***** Exercise material
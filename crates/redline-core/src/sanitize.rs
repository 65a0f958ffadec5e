//! ANSI escape removal for captured tool output

use std::borrow::Cow;
use std::sync::LazyLock;

use regex::Regex;

// Control Sequence Introducer: ESC `[`, digits or semicolons, one letter.
static CSI: LazyLock<Regex> =
    LazyLock::new(|| Regex::new(r"\x1b\[[0-9;]*[A-Za-z]").unwrap());

/// Remove terminal color/cursor sequences from `text`.
///
/// Everything that is not an exact CSI match passes through unchanged.
/// Deleting a sequence can splice together a new one (`ESC[ESC[0m1m`), so
/// matching repeats until nothing is left, which keeps the function
/// idempotent.
pub fn strip_ansi(text: &str) -> Cow<'_, str> {
    if !CSI.is_match(text) {
        return Cow::Borrowed(text);
    }

    let mut cleaned = CSI.replace_all(text, "").into_owned();
    while CSI.is_match(&cleaned) {
        cleaned = CSI.replace_all(&cleaned, "").into_owned();
    }
    Cow::Owned(cleaned)
}
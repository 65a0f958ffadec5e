use std::io::IsTerminal;

use redline_core::{Modal, Presenter};
use tracing::warn;

/// Presents results on the terminal.
///
/// Notices go to stderr. Modals open a full-screen dialog when stdin and
/// stdout are a terminal, and are printed as plain text otherwise.
#[derive(Debug, Clone, Copy)]
pub struct TerminalPresenter {
    interactive: bool,
}

impl TerminalPresenter {
    pub fn detect() -> Self {
        Self {
            interactive: std::io::stdin().is_terminal() && std::io::stdout().is_terminal(),
        }
    }

    pub fn plain() -> Self {
        Self { interactive: false }
    }

    pub fn is_interactive(&self) -> bool {
        self.interactive
    }
}

impl Presenter for TerminalPresenter {
    fn notice(&self, message: &str) {
        eprintln!("{}", message);
    }

    fn modal(&self, modal: &Modal) {
        if self.interactive {
            match crate::show_modal(modal) {
                Ok(()) => return,
                Err(e) => warn!("Could not open dialog, printing instead: {:#}", e),
            }
        }
        println!("{}", render_plain(modal));
    }
}

fn render_plain(modal: &Modal) -> String {
    let rule = "─".repeat(modal.title().chars().count());
    format!("{}\n{}\n{}", modal.title(), rule, modal.body())
}
//! The per-invocation record (never persisted)

use std::path::PathBuf;
use std::time::Duration;

/// How a single run of the redaction tool ended.
#[derive(Debug, Clone, PartialEq, Eq)]
pub enum RunOutcome {
    /// The process ran and exited. `code` is `None` when it was terminated
    /// by a signal.
    Exited {
        code: Option<i32>,
        stdout: String,
        stderr: String,
    },

    /// The process could not be started (or waited on).
    ProcessError { message: String, stderr: String },

    /// The configured timeout elapsed and the process was killed.
    TimedOut {
        after: Duration,
        stdout: String,
        stderr: String,
    },

    /// The caller cancelled the run and the process was killed.
    Cancelled { stdout: String, stderr: String },
}

impl RunOutcome {
    /// Only a zero exit code counts as success, whatever was written to
    /// standard error.
    pub fn is_success(&self) -> bool {
        matches!(self, Self::Exited { code: Some(0), .. })
    }

    pub fn exit_code(&self) -> Option<i32> {
        match self {
            Self::Exited { code, .. } => *code,
            _ => None,
        }
    }

    pub fn stdout(&self) -> &str {
        match self {
            Self::Exited { stdout, .. }
            | Self::TimedOut { stdout, .. }
            | Self::Cancelled { stdout, .. } => stdout,
            Self::ProcessError { .. } => "",
        }
    }

    pub fn stderr(&self) -> &str {
        match self {
            Self::Exited { stderr, .. }
            | Self::ProcessError { stderr, .. }
            | Self::TimedOut { stderr, .. }
            | Self::Cancelled { stderr, .. } => stderr,
        }
    }

    /// One-line description of a failure; `None` on success.
    pub fn failure_summary(&self) -> Option<String> {
        match self {
            Self::Exited { code: Some(0), .. } => None,
            Self::Exited { code: Some(code), .. } => {
                Some(format!("Process exited with code {}", code))
            }
            Self::Exited { code: None, .. } => Some("Process terminated by signal".to_string()),
            Self::ProcessError { message, .. } => {
                Some(format!("Failed to start process: {}", message))
            }
            Self::TimedOut { after, .. } => {
                Some(format!("Process timed out after {}s", after.as_secs_f64()))
            }
            Self::Cancelled { .. } => Some("Process cancelled".to_string()),
        }
    }
}

/// Everything known about one invocation: the target, the command that
/// was run and how it ended.
#[derive(Debug, Clone)]
pub struct InvocationRecord {
    pub target: PathBuf,
    pub command: String,
    pub outcome: RunOutcome,
}

impl InvocationRecord {
    pub fn new(target: PathBuf, command: String, outcome: RunOutcome) -> Self {
        Self {
            target,
            command,
            outcome,
        }
    }

    /// File name of the target, for notices.
    pub fn file_name(&self) -> String {
        self.target
            .file_name()
            .map(|n| n.to_string_lossy().into_owned())
            .unwrap_or_else(|| self.target.display().to_string())
    }
}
**********
**Your assignment**
Once you find the line containing "keeps the function", stop: reproduce exactly that line and every line of the data before it, and nothing else.

**Task output**
filename crates/redline-core/src/sanitize.rs
repository 65a0f958ffadec5e
//! ANSI escape removal for captured tool output

use std::borrow::Cow;
use std::sync::LazyLock;

use regex::Regex;

// Control Sequence Introducer: ESC `[`, digits or semicolons, one letter.
static CSI: LazyLock<Regex> =
    LazyLock::new(|| Regex::new(r"\x1b\[[0-9;]*[A-Za-z]").unwrap());

/// Remove terminal color/cursor sequences from `text`.
///
/// Everything that is not an exact CSI match passes through unchanged.
/// Deleting a sequence can splice together a new one (`ESC[ESC[0m1m`), so
/// matching repeats until nothing is left, which keeps the function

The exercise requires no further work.